50-100g red caviar; 200g each oat and wheat flour; 125g sourdough (6g fresh yeast + 2tbsp flour); 1 pinch salt; 3 eggs; 2 cups milk; 125g red caviar; 200g sour cream; dill; 3 tbsp butter, lard
Oatmeal pancakes with sour cream and caviar (Блины с икрой)
Prepare the sourdough: dissolve the yeast in a cup of water and add 2 tbsp wheat flour. Leave until it doubles in size. Separate the yolks from the whites setting the whites aside. Add the sugar, salt, and butter. Mix well and add 2 cups warm milk allowing the sugar to dissolve.
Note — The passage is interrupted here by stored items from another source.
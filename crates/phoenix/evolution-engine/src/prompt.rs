use phoenix_types::{ConstraintSpec, StructuredRequirements};
use std::fmt;
use std::fmt::Write as _;

/// Which generation stage a prompt is for.
#[derive(Clone, Copy, Debug, PartialEq, Eq)]
pub enum PromptKind {
    Plan,
    CodeGen,
}

impl PromptKind {
    /// Shape of the JSON document the model must return.
    pub fn schema(&self) -> &'static str {
        match self {
            Self::Plan => PLAN_SCHEMA,
            Self::CodeGen => CODEGEN_SCHEMA,
        }
    }
}

impl fmt::Display for PromptKind {
    fn fmt(&self, f: &mut fmt::Formatter<'_>) -> fmt::Result {
        f.write_str(match self {
            Self::Plan => "PLAN",
            Self::CodeGen => "CODEGEN",
        })
    }
}

const PLAN_SCHEMA: &str = r#"{
  "versionId": "string",
  "targetUnit": "impl::v1::service",
  "units": [
    {"name": "string", "role": "string"}
  ],
  "invariants": ["string"],
  "notes": "string"
}"#;

const CODEGEN_SCHEMA: &str = r#"{
  "versionId": "string",
  "units": {
    "impl::v1::service": "unit source text"
  },
  "notes": "string"
}"#;

const LANGUAGE_GUIDE: &str = "\
Units are written in the Phoenix unit language: `fn name(args) { ... }`, \
`let`, `if`/`else`, `while`, `return`, string concatenation with `+`. \
The target unit must export `fn process(input)` returning a string. \
Request attributes are available through `std::attrs::get(key)`. \
Only `std::*` host functions may be used.\n";

/// Renders the requirements into a model prompt.
#[derive(Debug, Default, Clone, Copy)]
pub struct PromptAssembler;

impl PromptAssembler {
    pub fn new() -> Self {
        Self
    }

    pub fn assemble(
        &self,
        req: &StructuredRequirements,
        kind: PromptKind,
        iteration: u32,
        target_unit: Option<&str>,
    ) -> String {
        let mut p = String::new();
        p.push_str("You are an offline code generation model. ");
        p.push_str("Output MUST be strict JSON only, no markdown, no prose, no comments.\n");
        let _ = writeln!(p, "Task: {kind}");
        let _ = writeln!(p, "Spec hash: {}", req.spec_hash);
        let _ = writeln!(p, "Iteration: {iteration}");
        if let Some(target) = target_unit {
            let _ = writeln!(p, "Target unit: {target}");
        }
        p.push('\n');

        p.push_str("Meta:\n");
        let _ = writeln!(p, "- name: {}", req.meta.name);
        let _ = writeln!(p, "- version: {}", req.meta.version);
        let _ = writeln!(p, "- description: {}\n", req.meta.description);

        p.push_str("Functional requirements:\n");
        for fr in &req.functional_requirements {
            let _ = writeln!(p, "- {}: {}", fr.id, fr.title);
            let _ = writeln!(p, "  {}", fr.description);
            if !fr.acceptance_criteria.is_empty() {
                let _ = writeln!(p, "  acceptance: {}", fr.acceptance_criteria.join("; "));
            }
        }

        p.push_str("\nInvariants:\n");
        for inv in &req.invariants {
            let _ = writeln!(p, "- {} ({}): {}", inv.id, inv.kind, inv.description);
        }

        p.push_str("\nExamples:\n");
        for ex in &req.examples {
            let _ = writeln!(
                p,
                "- input: {} -> output contains: {}",
                ex.input,
                bracketed(&ex.expected_output_contains)
            );
        }

        p.push_str("\nConstraints:\n");
        p.push_str(&render_constraints(&req.constraints));
        p.push_str("\n\n");

        if kind == PromptKind::CodeGen {
            p.push_str("Language:\n");
            p.push_str(LANGUAGE_GUIDE);
            p.push('\n');
        }

        p.push_str("Schema:\n");
        p.push_str(kind.schema());
        p.push_str("\nRemember: JSON only.");
        p
    }
}

fn bracketed(values: &[String]) -> String {
    format!("[{}]", values.join(", "))
}

fn render_constraints(c: &ConstraintSpec) -> String {
    format!(
        "allowed_packages={}, forbidden_packages={}, forbidden_classes={}",
        bracketed(&c.allowed_packages),
        bracketed(&c.forbidden_packages),
        bracketed(&c.forbidden_classes)
    )
}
Add the sifted flour to the sourdough followed by the egg mixture. Stir well and cover with cling film. Leave in a warm place until doubled in size. Add approximately 1 cup water (until it is the thickness of double cream), mix and leave to stand covered with film for about an hour. Whisk the egg whites and carefully fold them into the mixture. Fry the pancakes on a medium heat on both sides oiling the pan with lard. Brush the cooked pancakes with melted butter as soon as they are ready and pile them up in a tower. Cover them with a plate and cloth. Mix the sour cream with the caviar and dill. Spread 1tbsp of the sour cream filling over each pancake thinly. Roll them up and cut them in half diagonally. Serve immediately.